Two-dimensional and three-dimensional non hydrostatic models for fully non-linear and dispersive hydrodynamic processes

The thesis is divided in two main parts. In the first part is presented a model based on a numerical integration of a new conservative form of the Fully Non-linear Boussinesq Equations (FNBE) in a contravariant formulation. As known coastal regions are characterized by a very complex morphology: presence of anthropic structures, river mouth or shoreline with articulated geometry. The use of orthogonal grid, as Cartesian coordinate, requests a huge number of calculus points that may be prohibitive. To solve this issue, a well known strategy is to integrate the motion equations on generalized curvilinear boundary conforming grid. In the second part it is presented an original fully non-hydrostatic three-dimensional model based on the numerical integration of Navier-Stokes Equations in time dependent coordinate system. The use of time dependent coordinate system allows to assign, without any approximations, bottom and free surface kinematic conditions and zero pressure condition at the upper boundary of the domain.
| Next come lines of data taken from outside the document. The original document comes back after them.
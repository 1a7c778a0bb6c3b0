//! HTTP request and response descriptors as plain data.
//!
//! # Design
//! The integrator never speaks HTTP itself. An `HttpRequest` is an opaque
//! description handed to a `Transport`, and an `HttpResponse` is the
//! metadata a transport reports back beside the raw body bytes. Both use
//! owned fields so they can be cloned onto whatever thread the transport
//! runs its I/O on.

use serde::Serialize;

/// HTTP method for a request.
#[derive(Debug, Clone, Copy, PartialEq, Eq)]
pub enum HttpMethod {
    Get,
    Post,
    Put,
    Patch,
    Delete,
}

impl HttpMethod {
    pub fn as_str(&self) -> &'static str {
        match self {
            HttpMethod::Get => "GET",
            HttpMethod::Post => "POST",
            HttpMethod::Put => "PUT",
            HttpMethod::Patch => "PATCH",
            HttpMethod::Delete => "DELETE",
        }
    }
}

/// Cache directive carried by a request.
///
/// Transports translate this into whatever their network layer understands;
/// a transport with no cache may ignore it.
#[derive(Debug, Clone, Copy, Default, PartialEq, Eq)]
pub enum CachePolicy {
    /// Defer to the protocol's own caching rules.
    #[default]
    UseProtocol,
    /// Always go to the origin.
    ReloadIgnoringCache,
    /// Accept a stale cached response if one exists.
    ReturnCacheElseLoad,
}

impl CachePolicy {
    /// The `cache-control` value this policy maps to, if any.
    pub fn cache_control(&self) -> Option<&'static str> {
        match self {
            CachePolicy::UseProtocol => None,
            CachePolicy::ReloadIgnoringCache => Some("no-cache"),
            CachePolicy::ReturnCacheElseLoad => Some("max-stale"),
        }
    }
}

/// An outbound call described as plain data.
#[derive(Debug, Clone, PartialEq, Eq)]
pub struct HttpRequest {
    pub method: HttpMethod,
    pub url: String,
    pub headers: Vec<(String, String)>,
    pub body: Option<Vec<u8>>,
    pub cache: CachePolicy,
}

impl HttpRequest {
    pub fn new(method: HttpMethod, url: &str) -> Self {
        Self {
            method,
            url: url.to_string(),
            headers: Vec::new(),
            body: None,
            cache: CachePolicy::default(),
        }
    }

    pub fn get(url: &str) -> Self {
        Self::new(HttpMethod::Get, url)
    }

    pub fn post(url: &str) -> Self {
        Self::new(HttpMethod::Post, url)
    }

    pub fn with_header(mut self, name: &str, value: &str) -> Self {
        self.headers.push((name.to_string(), value.to_string()));
        self
    }

    pub fn with_body(mut self, body: impl Into<Vec<u8>>) -> Self {
        self.body = Some(body.into());
        self
    }

    /// Serialize `payload` as the JSON body and tag the content type.
    pub fn with_json<T: Serialize>(self, payload: &T) -> Result<Self, serde_json::Error> {
        let body = serde_json::to_vec(payload)?;
        Ok(self
            .with_header("content-type", "application/json")
            .with_body(body))
    }

    pub fn with_cache(mut self, cache: CachePolicy) -> Self {
        self.cache = cache;
        self
    }

    /// Case-insensitive lookup of the first header named `name`.
    pub fn header(&self, name: &str) -> Option<&str> {
        find_header(&self.headers, name)
    }

    /// The URL with userinfo, query and fragment removed, safe to log.
    pub fn log_target(&self) -> String {
        let url = &self.url;
        let end = url.find(|c: char| c == '?' || c == '#').unwrap_or(url.len());
        let url = &url[..end];
        match url.split_once("://") {
            Some((scheme, rest)) => {
                let (authority, path) = rest.split_at(rest.find('/').unwrap_or(rest.len()));
                let host = authority.rsplit_once('@').map_or(authority, |(_, host)| host);
                format!("{scheme}://{host}{path}")
            }
            None => url.to_string(),
        }
    }
}

/// Response metadata reported by a transport alongside the body bytes.
#[derive(Debug, Clone, PartialEq, Eq)]
pub struct HttpResponse {
    pub status: u16,
    pub headers: Vec<(String, String)>,
}

impl HttpResponse {
    /// Case-insensitive lookup of the first header named `name`.
    pub fn header(&self, name: &str) -> Option<&str> {
        find_header(&self.headers, name)
    }
}

fn find_header<'a>(headers: &'a [(String, String)], name: &str) -> Option<&'a str> {
    headers
        .iter()
        .find(|(k, _)| k.eq_ignore_ascii_case(name))
        .map(|(_, v)| v.as_str())
}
Unlike the depth averaged model, this model is able to simulate the three-dimensionality of hydrodynamic phenomena related to the wave motion of unsteady flows. The proposed model belongs to the group of the so-called “free surface fully non-hydrostatic three-dimensional models”. These models are often used to analyze local phenomena, to evaluate flow-structure interaction, for sediment transport analysis and to study turbulences phenomena related with them. In general the free surface fully non-hydrostatic three-dimensional models are used for all engineering problems for which is necessary to know the vertical distribution of hydrodynamic quantities.